**YOUR ASSIGNMENT**
Give back the data in full, with every line exact.

[Recorded data]
######

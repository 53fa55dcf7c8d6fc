/// Compatibility layer for rayon/sequential execution.
///
/// With the `parallel` feature enabled this re-exports rayon's parallel
/// iterators. Without it, a sequential stand-in provides the same call
/// surface, so scan code is written once against `into_par_iter()` over
/// index ranges and slab vectors.
#[cfg(feature = "parallel")]
pub use rayon::prelude::*;

#[cfg(not(feature = "parallel"))]
mod sequential {
    /// Sequential stand-in for `rayon::prelude::IntoParallelIterator`.
    ///
    /// Resolves `into_par_iter()` to `into_iter()`, after which the rest of
    /// the chain (`.map()`, `.flat_map()`, `.sum()`, `.collect()`, ...) binds
    /// to the standard `Iterator` methods.
    pub trait IntoParallelIterator {
        type Iter;
        type Item;
        fn into_par_iter(self) -> Self::Iter;
    }

    impl<I: IntoIterator> IntoParallelIterator for I {
        type Iter = I::IntoIter;
        type Item = I::Item;
        fn into_par_iter(self) -> Self::Iter {
            self.into_iter()
        }
    }
}

#[cfg(not(feature = "parallel"))]
pub use sequential::*;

######

**SOLUTION TO THE EXERCISE**
repository 53fa55dcf7c8d6fc
/// Compatibility layer for rayon/sequential execution.
///
/// With the `parallel` feature enabled this re-exports rayon's parallel
/// iterators. Without it, a sequential stand-in provides the same call
/// surface, so scan code is written once against `into_par_iter()` over
/// index ranges and slab vectors.
#[cfg(feature = "parallel")]
pub use rayon::prelude::*;

#[cfg(not(feature = "parallel"))]
mod sequential {
    /// Sequential stand-in for `rayon::prelude::IntoParallelIterator`.
    ///
    /// Resolves `into_par_iter()` to `into_iter()`, after which the rest of
    /// the chain (`.map()`, `.flat_map()`, `.sum()`, `.collect()`, ...) binds
    /// to the standard `Iterator` methods.
    pub trait IntoParallelIterator {
        type Iter;
        type Item;
        fn into_par_iter(self) -> Self::Iter;
    }

    impl<I: IntoIterator> IntoParallelIterator for I {
        type Iter = I::IntoIter;
        type Item = I::Item;
        fn into_par_iter(self) -> Self::Iter {
            self.into_iter()
        }
    }
}

#[cfg(not(feature = "parallel"))]
pub use sequential::*;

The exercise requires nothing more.